Our House is for sale

Our house is for sale. More info!

Anders' No Knead Bread

No Knead Walnut - Cranberry Bread


If you do not have Jim Lahey's book "My Bread" in your cooking library it is high time to get it. The recipes in the book is just fantastic and the bread it out of this world.

This bread takes a bit of time and patience but very little work. My own version of the "No Knead Bread" is my Walnut Cranberry bread. It is a big hit and everyone asks for the recipe. The purpose of using a cast iron pot is to mimic the intense heat of a wood fired oven. You also need a good kitchen scale.

Here is the recipe.

Ingredients:
  • 400 grams of white bread flour (plus extra for dusting)
  • 80 grams of dried cranberries
  • 55 grams of walnuts (you can leave them the way they come out of the bag. The smallest you want to go is ⅓ size)
  • 1 tsp of salt
  • ½ tsp of yeast
  • ⅛ - ¼ tsp of fresh ground black pepper
  • 350 grams of water

Supplies:
  • 4 plus liter cast iron pot with lid
  • large bowl
  • wooden spoon
  • kitchen scale
  • measuring spoons
  • parchment paper
  • cutting board
  • 3 coasters (to put hot pot and lid on)
  • gloves for oven (you need a good pair, almost like welding gloves)
  • cooling rack
Mix all the dry ingredients in a large bowl. Add the water and mix by hand for 1 or 2 minutes till it becomes a sticky dough. Cover and let sit at room temperature for 12 - 18 hours.

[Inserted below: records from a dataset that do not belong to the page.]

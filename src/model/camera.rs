use glam::Vec3;

/// Units added to one velocity axis while its movement key is held.
pub const CAMERA_SPEED: f32 = 0.05;

/// Free-floating camera driven by per-tick velocity.
///
/// Velocity is a displacement per tick, not per second: each axis is always
/// exactly `-CAMERA_SPEED`, `0.0` or `+CAMERA_SPEED`, and `advance` applies
/// it once per rendered frame. Frame-rate variance therefore changes the
/// apparent speed; that coupling is intentional.
pub struct Camera {
    pub position: Vec3,
    pub velocity: Vec3,
}

impl Camera {
    pub fn new() -> Self {
        Self {
            position: Vec3::ZERO,
            velocity: Vec3::ZERO,
        }
    }

    /// Apply one tick of movement.
    pub fn advance(&mut self) {
        self.position += self.velocity;
    }
}

impl Default for Camera {
    fn default() -> Self {
        Self::new()
    }
}

#[cfg(test)]
mod tests {
    use super::*;

    #[test]
    fn advance_adds_velocity_once_per_tick() {
        let mut camera = Camera::new();
        camera.velocity = Vec3::new(CAMERA_SPEED, 0.0, -CAMERA_SPEED);

        for _ in 0..3 {
            camera.advance();
        }

        assert_eq!(camera.position.x, 3.0 * CAMERA_SPEED);
        assert_eq!(camera.position.y, 0.0);
        assert_eq!(camera.position.z, -3.0 * CAMERA_SPEED);
    }

    #[test]
    fn zero_velocity_leaves_position_unchanged() {
        let mut camera = Camera::new();
        camera.position = Vec3::new(1.0, 2.0, 3.0);

        camera.advance();

        assert_eq!(camera.position, Vec3::new(1.0, 2.0, 3.0));
    }
}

I have found that 18 hrs is about the best.  I call this the first rise or fermentation period. At the 18 hour stage the dough is full of bubbles.

After the first rise (18 hrs), rip off about 20 inches of parchment paper, lay flat on counter and dust the center of it with flour. Dust a large cutting board with flour. Now pour/scoop out the the sticky dough in one piece or lump. It will be quite runny and very sticky. Clean out the bowl or better yet have a second bowl ready.

Fold over the dough from side to side making a ball tucking the ends underneath. Set on the parchment paper, lift the dough using the parchment paper and set back into the clean bowl. Dust generously with flour, cover with a dish towel and let sit for 2 hours at room temperature, this is the second rise.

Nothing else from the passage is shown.